"""

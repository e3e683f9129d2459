use std::sync::OnceLock;

use regex::RegexSet;
use thiserror::Error;

use super::xml::{QuickXmlTreeParser, XmlElement, XmlTreeParser};

/// Maximum feed size accepted by the parser (1 MiB).
pub const MAX_FEED_BYTES: usize = 1024 * 1024;
/// Maximum element nesting depth, counting the root as 0.
pub const MAX_ELEMENT_DEPTH: usize = 10;
/// Maximum number of items kept from one feed.
pub const MAX_ITEMS: usize = 50;

/// Root element names accepted as a feed (compared case-insensitively).
pub const RECOGNIZED_ROOTS: [&str; 3] = ["rss", "feed", "rdf:RDF"];

/// SEC-002: Constructs rejected before the text reaches any XML parser.
/// Labels are used in the error message; order matches the regex set.
const UNSAFE_PATTERNS: [(&str, &str); 6] = [
    ("entity declaration", r"(?i)<!ENTITY"),
    ("DOCTYPE internal subset", r"(?i)<!DOCTYPE[^>]*\["),
    ("SYSTEM identifier", r#"(?i)SYSTEM\s+["']"#),
    ("PUBLIC identifier", r#"(?i)PUBLIC\s+["']"#),
    ("script URI in CDATA", r"(?i)<!\[CDATA\[.*?javascript:"),
    ("NOTATION declaration", r"(?i)<!NOTATION"),
];

fn unsafe_pattern_set() -> &'static RegexSet {
    static SET: OnceLock<RegexSet> = OnceLock::new();
    SET.get_or_init(|| {
        RegexSet::new(UNSAFE_PATTERNS.iter().map(|(_, pattern)| *pattern)).expect("Valid regex")
    })
}

/// Reasons a feed document is rejected by [`FeedParser`].
///
/// None of these are fatal to a fetch: the source selector treats each one as
/// "this strategy failed" and moves on.
#[derive(Debug, Error, Clone, PartialEq, Eq)]
pub enum FeedParseError {
    #[error("Feed too large: {size} bytes (max {limit})")]
    FeedTooLarge { size: usize, limit: usize },
    #[error("Feed contains potentially unsafe content: {0}")]
    UnsafeFeedContent(&'static str),
    #[error("Malformed feed XML: {0}")]
    MalformedFeedXml(String),
    #[error("Unrecognized feed format: root element <{0}>")]
    UnrecognizedFeedFormat(String),
    #[error("Feed structure too deep: depth {depth} exceeds {limit}")]
    FeedStructureTooDeep { depth: usize, limit: usize },
}

/// Ceilings applied to every feed document.
#[derive(Debug, Clone, Copy, PartialEq, Eq)]
pub struct FeedLimits {
    pub max_feed_bytes: usize,
    pub max_depth: usize,
    pub max_items: usize,
}

impl Default for FeedLimits {
    fn default() -> Self {
        Self {
            max_feed_bytes: MAX_FEED_BYTES,
            max_depth: MAX_ELEMENT_DEPTH,
            max_items: MAX_ITEMS,
        }
    }
}

/// A feed document that passed every check.
///
/// Only the item-level elements are retained; the rest of the tree is
/// dropped once they have been extracted.
#[derive(Debug, Clone)]
pub struct RawFeedDocument {
    /// Root element name as written (`rss`, `feed`, `rdf:RDF`)
    pub root_name: String,
    /// Item elements in document order, capped at `max_items`
    pub items: Vec<XmlElement>,
    /// Number of items in the document before the cap was applied
    pub total_items: usize,
}

/// Returns the label of the first unsafe construct found in `text`.
pub fn find_unsafe_pattern(text: &str) -> Option<&'static str> {
    unsafe_pattern_set()
        .matches(text)
        .iter()
        .next()
        .map(|idx| UNSAFE_PATTERNS[idx].0)
}

/// Parser for untrusted feed text.
///
/// Checks run in a fixed order and the first failure wins:
///
/// 1. byte length against `max_feed_bytes`
/// 2. unsafe constructs (entity declarations, DOCTYPE subsets, external
///    identifiers, `javascript:` in CDATA, notations)
/// 3. well-formedness
/// 4. root element name
/// 5. nesting depth
///
/// Items beyond `max_items` are dropped silently.
pub struct FeedParser {
    limits: FeedLimits,
    tree: Box<dyn XmlTreeParser>,
}

impl std::fmt::Debug for FeedParser {
    fn fmt(&self, f: &mut std::fmt::Formatter<'_>) -> std::fmt::Result {
        f.debug_struct("FeedParser")
            .field("limits", &self.limits)
            .finish_non_exhaustive()
    }
}

impl Default for FeedParser {
    fn default() -> Self {
        Self::new(FeedLimits::default())
    }
}

impl FeedParser {
    pub fn new(limits: FeedLimits) -> Self {
        Self::with_tree_parser(limits, Box::new(QuickXmlTreeParser))
    }

    pub fn with_tree_parser(limits: FeedLimits, tree: Box<dyn XmlTreeParser>) -> Self {
        Self { limits, tree }
    }

    pub fn limits(&self) -> FeedLimits {
        self.limits
    }

    /// Validates and parses `text` into a [`RawFeedDocument`].
    ///
    /// # Errors
    ///
    /// Returns the [`FeedParseError`] for the first check that fails. A
    /// rejected document never yields partial items.
    pub fn parse(&self, text: &str) -> Result<RawFeedDocument, FeedParseError> {
        let limits = self.limits;

        if text.len() > limits.max_feed_bytes {
            return Err(FeedParseError::FeedTooLarge {
                size: text.len(),
                limit: limits.max_feed_bytes,
            });
        }

        if let Some(label) = find_unsafe_pattern(text) {
            tracing::warn!(pattern = label, "Rejecting feed with unsafe XML construct");
            return Err(FeedParseError::UnsafeFeedContent(label));
        }

        // Keep one level past the ceiling so the depth check sees the overflow
        let document = self
            .tree
            .parse_tree(text, limits.max_depth.saturating_add(1))
            .map_err(|e| FeedParseError::MalformedFeedXml(e.to_string()))?;

        let root_name = document.root.name.clone();
        if !RECOGNIZED_ROOTS
            .iter()
            .any(|known| known.eq_ignore_ascii_case(&root_name))
        {
            return Err(FeedParseError::UnrecognizedFeedFormat(root_name));
        }

        if document.max_depth > limits.max_depth {
            return Err(FeedParseError::FeedStructureTooDeep {
                depth: document.max_depth,
                limit: limits.max_depth,
            });
        }

        let (items, total_items) = take_items(document.root, limits.max_items);
        if total_items > items.len() {
            tracing::debug!(
                total = total_items,
                kept = items.len(),
                "Feed item count capped"
            );
        }

        Ok(RawFeedDocument {
            root_name,
            items,
            total_items,
        })
    }
}

/// Moves `item` elements out of the tree in document order.
///
/// Returns the first `max_items` items and the total number found. Items are
/// not searched for nested items.
fn take_items(root: XmlElement, max_items: usize) -> (Vec<XmlElement>, usize) {
    use super::xml::XmlNode;

    let mut items = Vec::new();
    let mut total = 0;
    let mut stack = vec![root];

    while let Some(element) = stack.pop() {
        if element.name == "item" {
            total += 1;
            if items.len() < max_items {
                items.push(element);
            }
            continue;
        }
        let children = element.children.into_iter().rev().filter_map(|node| match node {
            XmlNode::Element(el) => Some(el),
            XmlNode::Text(_) => None,
        });
        stack.extend(children);
    }

    (items, total)
}

#[cfg(test)]
mod tests {
    use super::*;
    use pretty_assertions::assert_eq;

    fn rss_with_items(count: usize) -> String {
        let items: String = (0..count)
            .map(|i| format!("<item><guid>g{i}</guid><title>Post {i}</title></item>"))
            .collect();
        format!(r#"<?xml version="1.0"?><rss version="2.0"><channel>{items}</channel></rss>"#)
    }

    #[test]
    fn test_valid_feed_parses() {
        let doc = FeedParser::default().parse(&rss_with_items(3)).unwrap();
        assert_eq!(doc.root_name, "rss");
        assert_eq!(doc.items.len(), 3);
        assert_eq!(doc.total_items, 3);
        assert_eq!(doc.items[1].child_text("title"), "Post 1");
    }

    #[test]
    fn test_oversized_feed_rejected_before_parsing() {
        let limits = FeedLimits {
            max_feed_bytes: 64,
            ..FeedLimits::default()
        };
        let result = FeedParser::new(limits).parse(&rss_with_items(10));
        assert!(matches!(
            result,
            Err(FeedParseError::FeedTooLarge { limit: 64, .. })
        ));
    }

    #[test]
    fn test_size_limit_is_inclusive() {
        let text = rss_with_items(1);
        let limits = FeedLimits {
            max_feed_bytes: text.len(),
            ..FeedLimits::default()
        };
        assert!(FeedParser::new(limits).parse(&text).is_ok());
    }

    #[test]
    fn test_entity_declaration_rejected() {
        let xxe = r#"<?xml version="1.0"?>
<!DOCTYPE foo [ <!ENTITY xxe SYSTEM "file:///etc/passwd"> ]>
<rss><channel><item><title>&xxe;</title></item></channel></rss>"#;
        assert!(matches!(
            FeedParser::default().parse(xxe),
            Err(FeedParseError::UnsafeFeedContent(_))
        ));
    }

    #[test]
    fn test_each_unsafe_pattern_detected() {
        let cases = [
            ("<!entity a 'b'>", "entity declaration"),
            ("<!DOCTYPE rss [\n]>", "DOCTYPE internal subset"),
            (r#"<x SYSTEM "http://evil"/>"#, "SYSTEM identifier"),
            ("<x PUBLIC 'id'/>", "PUBLIC identifier"),
            ("<d><![CDATA[<a href=\"javascript:alert(1)\">]]></d>", "script URI in CDATA"),
            ("<!NOTATION jpeg>", "NOTATION declaration"),
        ];
        for (input, expected) in cases {
            assert_eq!(find_unsafe_pattern(input), Some(expected), "input: {input}");
        }
    }

    #[test]
    fn test_plain_doctype_allowed() {
        let text = r#"<?xml version="1.0"?><!DOCTYPE rss><rss><channel></channel></rss>"#;
        assert!(FeedParser::default().parse(text).is_ok());
    }

    #[test]
    fn test_malformed_xml() {
        assert!(matches!(
            FeedParser::default().parse("<rss><channel><item></channel></rss>"),
            Err(FeedParseError::MalformedFeedXml(_))
        ));
        assert!(matches!(
            FeedParser::default().parse("<not valid xml"),
            Err(FeedParseError::MalformedFeedXml(_))
        ));
    }

    #[test]
    fn test_unrecognized_root() {
        let result = FeedParser::default().parse("<html><body>hi</body></html>");
        assert_eq!(
            result.unwrap_err(),
            FeedParseError::UnrecognizedFeedFormat("html".to_string())
        );
    }

    #[test]
    fn test_recognized_roots() {
        let parser = FeedParser::default();
        assert!(parser.parse("<feed></feed>").is_ok());
        assert!(parser.parse("<rdf:RDF><item/></rdf:RDF>").is_ok());
        assert!(parser.parse("<RSS></RSS>").is_ok());
    }

    #[test]
    fn test_depth_at_ceiling_accepted() {
        // rss is depth 0, so ten nested <n> reach exactly depth 10
        let text = format!("<rss>{}{}</rss>", "<n>".repeat(10), "</n>".repeat(10));
        assert!(FeedParser::default().parse(&text).is_ok());
    }

    #[test]
    fn test_depth_over_ceiling_rejected() {
        let text = format!("<rss>{}{}</rss>", "<n>".repeat(11), "</n>".repeat(11));
        assert_eq!(
            FeedParser::default().parse(&text).unwrap_err(),
            FeedParseError::FeedStructureTooDeep {
                depth: 11,
                limit: 10
            }
        );
    }

    #[test]
    fn test_very_deep_input_rejected_without_blowing_up() {
        let text = format!("<rss>{}{}</rss>", "<n>".repeat(50_000), "</n>".repeat(50_000));
        assert!(matches!(
            FeedParser::default().parse(&text),
            Err(FeedParseError::FeedStructureTooDeep { .. })
        ));
    }

    #[test]
    fn test_item_cap_keeps_document_order() {
        let doc = FeedParser::default().parse(&rss_with_items(500)).unwrap();
        assert_eq!(doc.items.len(), MAX_ITEMS);
        assert_eq!(doc.total_items, 500);
        let guids: Vec<String> = doc.items.iter().map(|i| i.child_text("guid")).collect();
        let expected: Vec<String> = (0..MAX_ITEMS).map(|i| format!("g{i}")).collect();
        assert_eq!(guids, expected);
    }

    #[test]
    fn test_size_check_precedes_pattern_check() {
        let limits = FeedLimits {
            max_feed_bytes: 10,
            ..FeedLimits::default()
        };
        let result = FeedParser::new(limits).parse("<!ENTITY x 'y'><rss/>");
        assert!(matches!(result, Err(FeedParseError::FeedTooLarge { .. })));
    }
}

"""

Prompt:
What you return must be an exact retyping of the lines above starting at the line with "passed every check." and ending at the line with "are dropped silently.", and nothing besides.

Exercise answer:
/// A feed document that passed every check.
///
/// Only the item-level elements are retained; the rest of the tree is
/// dropped once they have been extracted.
#[derive(Debug, Clone)]
pub struct RawFeedDocument {
    /// Root element name as written (`rss`, `feed`, `rdf:RDF`)
    pub root_name: String,
    /// Item elements in document order, capped at `max_items`
    pub items: Vec<XmlElement>,
    /// Number of items in the document before the cap was applied
    pub total_items: usize,
}

/// Returns the label of the first unsafe construct found in `text`.
pub fn find_unsafe_pattern(text: &str) -> Option<&'static str> {
    unsafe_pattern_set()
        .matches(text)
        .iter()
        .next()
        .map(|idx| UNSAFE_PATTERNS[idx].0)
}

/// Parser for untrusted feed text.
///
/// Checks run in a fixed order and the first failure wins:
///
/// 1. byte length against `max_feed_bytes`
/// 2. unsafe constructs (entity declarations, DOCTYPE subsets, external
///    identifiers, `javascript:` in CDATA, notations)
/// 3. well-formedness
/// 4. root element name
/// 5. nesting depth
///
/// Items beyond `max_items` are dropped silently.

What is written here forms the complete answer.